- [Exercise]: Your task is to copy each line of the material below that includes "begin".

- [Data records]:

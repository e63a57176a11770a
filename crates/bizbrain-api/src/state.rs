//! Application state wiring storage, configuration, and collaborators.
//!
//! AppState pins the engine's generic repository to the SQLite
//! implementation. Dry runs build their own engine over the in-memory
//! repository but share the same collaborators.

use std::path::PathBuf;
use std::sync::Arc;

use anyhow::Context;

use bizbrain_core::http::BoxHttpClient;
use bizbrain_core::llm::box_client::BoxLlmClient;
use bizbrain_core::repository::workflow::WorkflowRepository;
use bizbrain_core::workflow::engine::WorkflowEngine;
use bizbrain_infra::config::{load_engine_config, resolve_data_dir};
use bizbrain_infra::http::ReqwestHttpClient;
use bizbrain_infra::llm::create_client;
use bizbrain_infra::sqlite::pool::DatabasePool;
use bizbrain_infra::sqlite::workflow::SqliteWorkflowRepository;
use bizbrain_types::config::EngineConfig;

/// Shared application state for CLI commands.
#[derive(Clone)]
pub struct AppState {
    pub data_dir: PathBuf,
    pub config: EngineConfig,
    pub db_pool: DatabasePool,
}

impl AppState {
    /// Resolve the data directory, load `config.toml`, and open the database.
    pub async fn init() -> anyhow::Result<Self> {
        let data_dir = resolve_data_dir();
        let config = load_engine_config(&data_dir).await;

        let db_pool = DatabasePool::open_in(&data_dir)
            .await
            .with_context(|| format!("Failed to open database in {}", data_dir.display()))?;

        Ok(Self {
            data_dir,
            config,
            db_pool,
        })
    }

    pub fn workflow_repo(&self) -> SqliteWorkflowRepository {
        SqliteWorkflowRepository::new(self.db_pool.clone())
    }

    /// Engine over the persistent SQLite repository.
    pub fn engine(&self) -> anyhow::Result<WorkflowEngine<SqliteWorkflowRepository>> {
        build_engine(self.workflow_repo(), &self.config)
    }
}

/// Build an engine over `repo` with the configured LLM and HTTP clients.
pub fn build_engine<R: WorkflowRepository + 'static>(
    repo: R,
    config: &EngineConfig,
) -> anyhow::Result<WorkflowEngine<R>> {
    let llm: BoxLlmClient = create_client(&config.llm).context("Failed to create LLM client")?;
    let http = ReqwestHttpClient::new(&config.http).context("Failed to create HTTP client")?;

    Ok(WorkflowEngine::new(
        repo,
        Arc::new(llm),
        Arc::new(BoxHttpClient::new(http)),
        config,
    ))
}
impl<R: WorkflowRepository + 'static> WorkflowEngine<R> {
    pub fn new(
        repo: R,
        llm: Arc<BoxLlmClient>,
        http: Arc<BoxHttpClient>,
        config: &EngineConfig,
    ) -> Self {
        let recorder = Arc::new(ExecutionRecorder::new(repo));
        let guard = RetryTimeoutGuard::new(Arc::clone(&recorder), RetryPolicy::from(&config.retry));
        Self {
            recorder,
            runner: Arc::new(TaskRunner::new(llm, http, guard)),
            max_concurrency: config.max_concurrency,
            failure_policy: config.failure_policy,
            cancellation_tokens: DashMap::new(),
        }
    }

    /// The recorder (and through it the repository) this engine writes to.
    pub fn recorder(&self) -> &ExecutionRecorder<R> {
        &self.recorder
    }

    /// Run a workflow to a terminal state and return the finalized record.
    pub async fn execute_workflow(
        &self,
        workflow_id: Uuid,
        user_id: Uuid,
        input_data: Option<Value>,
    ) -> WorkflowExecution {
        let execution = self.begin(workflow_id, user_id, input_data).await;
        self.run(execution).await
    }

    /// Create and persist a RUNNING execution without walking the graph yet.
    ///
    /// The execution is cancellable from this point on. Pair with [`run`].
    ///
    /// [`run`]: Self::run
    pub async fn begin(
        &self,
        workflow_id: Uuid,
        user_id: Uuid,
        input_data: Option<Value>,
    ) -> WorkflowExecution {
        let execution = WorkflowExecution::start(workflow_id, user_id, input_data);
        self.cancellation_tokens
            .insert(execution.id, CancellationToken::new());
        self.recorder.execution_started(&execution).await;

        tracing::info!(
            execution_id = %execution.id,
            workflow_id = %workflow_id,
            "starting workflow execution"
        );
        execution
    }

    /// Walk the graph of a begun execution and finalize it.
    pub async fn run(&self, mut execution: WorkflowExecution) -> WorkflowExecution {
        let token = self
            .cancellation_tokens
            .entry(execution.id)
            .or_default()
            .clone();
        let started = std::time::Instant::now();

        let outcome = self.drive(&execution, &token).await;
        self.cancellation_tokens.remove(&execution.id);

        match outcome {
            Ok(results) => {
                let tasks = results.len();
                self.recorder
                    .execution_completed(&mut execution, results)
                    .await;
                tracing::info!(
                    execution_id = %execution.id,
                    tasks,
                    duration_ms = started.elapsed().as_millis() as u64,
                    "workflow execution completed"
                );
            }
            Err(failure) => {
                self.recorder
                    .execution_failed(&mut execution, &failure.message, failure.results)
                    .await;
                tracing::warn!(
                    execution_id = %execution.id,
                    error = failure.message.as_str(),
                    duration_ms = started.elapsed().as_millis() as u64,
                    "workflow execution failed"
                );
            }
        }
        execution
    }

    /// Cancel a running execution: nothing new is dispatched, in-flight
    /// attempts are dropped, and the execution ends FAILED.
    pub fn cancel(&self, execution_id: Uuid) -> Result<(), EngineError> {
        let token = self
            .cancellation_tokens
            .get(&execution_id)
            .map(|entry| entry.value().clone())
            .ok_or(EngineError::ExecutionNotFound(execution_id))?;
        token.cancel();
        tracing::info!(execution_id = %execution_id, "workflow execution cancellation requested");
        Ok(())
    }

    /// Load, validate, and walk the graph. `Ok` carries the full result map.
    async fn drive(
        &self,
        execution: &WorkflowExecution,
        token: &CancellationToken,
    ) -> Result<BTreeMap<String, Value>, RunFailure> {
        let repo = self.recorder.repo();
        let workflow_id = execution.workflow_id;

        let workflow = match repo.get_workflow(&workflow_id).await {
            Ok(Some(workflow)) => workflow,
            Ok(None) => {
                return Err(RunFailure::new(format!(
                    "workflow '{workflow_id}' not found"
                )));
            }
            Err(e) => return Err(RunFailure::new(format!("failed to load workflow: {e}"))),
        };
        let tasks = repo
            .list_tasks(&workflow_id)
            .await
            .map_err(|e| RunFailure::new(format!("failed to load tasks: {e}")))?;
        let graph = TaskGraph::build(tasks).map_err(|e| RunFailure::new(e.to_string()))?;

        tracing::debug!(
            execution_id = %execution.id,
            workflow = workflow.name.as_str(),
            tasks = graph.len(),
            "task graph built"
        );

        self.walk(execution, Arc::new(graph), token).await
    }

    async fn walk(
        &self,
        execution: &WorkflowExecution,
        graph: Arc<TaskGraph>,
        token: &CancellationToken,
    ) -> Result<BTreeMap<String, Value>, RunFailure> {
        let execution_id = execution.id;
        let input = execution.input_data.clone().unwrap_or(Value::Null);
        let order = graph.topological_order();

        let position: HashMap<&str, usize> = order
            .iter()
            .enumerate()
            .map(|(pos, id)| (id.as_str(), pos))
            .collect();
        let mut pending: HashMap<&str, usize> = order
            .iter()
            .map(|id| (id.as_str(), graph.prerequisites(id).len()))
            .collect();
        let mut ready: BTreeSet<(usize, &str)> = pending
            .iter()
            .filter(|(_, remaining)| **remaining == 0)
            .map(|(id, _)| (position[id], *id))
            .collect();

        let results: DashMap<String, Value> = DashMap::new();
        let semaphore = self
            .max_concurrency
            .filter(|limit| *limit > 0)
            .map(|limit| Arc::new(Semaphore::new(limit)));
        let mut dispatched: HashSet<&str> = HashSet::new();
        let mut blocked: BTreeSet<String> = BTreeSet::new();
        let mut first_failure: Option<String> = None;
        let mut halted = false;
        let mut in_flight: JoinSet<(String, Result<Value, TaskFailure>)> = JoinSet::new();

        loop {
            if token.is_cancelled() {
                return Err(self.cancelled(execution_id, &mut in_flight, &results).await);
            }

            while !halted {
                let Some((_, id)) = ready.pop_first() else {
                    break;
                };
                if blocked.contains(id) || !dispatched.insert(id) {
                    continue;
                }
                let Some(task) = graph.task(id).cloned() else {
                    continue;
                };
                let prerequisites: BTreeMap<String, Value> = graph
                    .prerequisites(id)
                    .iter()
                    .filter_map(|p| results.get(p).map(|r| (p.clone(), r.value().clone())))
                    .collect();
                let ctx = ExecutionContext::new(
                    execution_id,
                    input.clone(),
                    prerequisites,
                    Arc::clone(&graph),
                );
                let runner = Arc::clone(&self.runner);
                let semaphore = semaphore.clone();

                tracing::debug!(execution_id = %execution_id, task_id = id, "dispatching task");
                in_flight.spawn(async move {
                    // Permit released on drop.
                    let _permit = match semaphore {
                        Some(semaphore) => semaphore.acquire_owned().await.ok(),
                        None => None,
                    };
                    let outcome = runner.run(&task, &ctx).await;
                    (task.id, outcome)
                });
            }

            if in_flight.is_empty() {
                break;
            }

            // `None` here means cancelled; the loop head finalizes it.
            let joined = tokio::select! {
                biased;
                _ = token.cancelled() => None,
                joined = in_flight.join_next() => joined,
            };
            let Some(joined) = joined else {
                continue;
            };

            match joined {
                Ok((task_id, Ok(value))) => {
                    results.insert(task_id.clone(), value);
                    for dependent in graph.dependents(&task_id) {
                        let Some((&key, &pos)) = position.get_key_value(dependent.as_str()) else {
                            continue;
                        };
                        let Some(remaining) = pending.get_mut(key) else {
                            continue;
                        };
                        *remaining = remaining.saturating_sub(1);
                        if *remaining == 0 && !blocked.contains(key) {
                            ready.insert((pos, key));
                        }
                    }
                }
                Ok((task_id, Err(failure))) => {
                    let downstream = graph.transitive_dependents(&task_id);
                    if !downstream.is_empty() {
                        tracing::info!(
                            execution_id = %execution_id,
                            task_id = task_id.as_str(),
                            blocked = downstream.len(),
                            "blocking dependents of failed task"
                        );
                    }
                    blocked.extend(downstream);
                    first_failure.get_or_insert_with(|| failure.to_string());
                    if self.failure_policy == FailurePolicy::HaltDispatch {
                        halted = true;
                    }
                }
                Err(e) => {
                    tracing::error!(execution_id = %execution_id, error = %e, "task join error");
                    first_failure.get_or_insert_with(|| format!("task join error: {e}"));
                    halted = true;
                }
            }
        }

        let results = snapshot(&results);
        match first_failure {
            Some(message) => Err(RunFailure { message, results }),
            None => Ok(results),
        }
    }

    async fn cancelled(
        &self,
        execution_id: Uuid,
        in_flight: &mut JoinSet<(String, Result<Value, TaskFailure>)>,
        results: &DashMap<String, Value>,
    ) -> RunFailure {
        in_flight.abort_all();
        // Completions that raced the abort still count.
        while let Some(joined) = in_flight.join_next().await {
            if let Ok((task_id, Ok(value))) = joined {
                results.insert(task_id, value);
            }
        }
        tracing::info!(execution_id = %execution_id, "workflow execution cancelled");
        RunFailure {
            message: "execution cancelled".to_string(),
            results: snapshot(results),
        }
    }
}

- [Answer space]:
        let execution = self.begin(workflow_id, user_id, input_data).await;
    pub async fn begin(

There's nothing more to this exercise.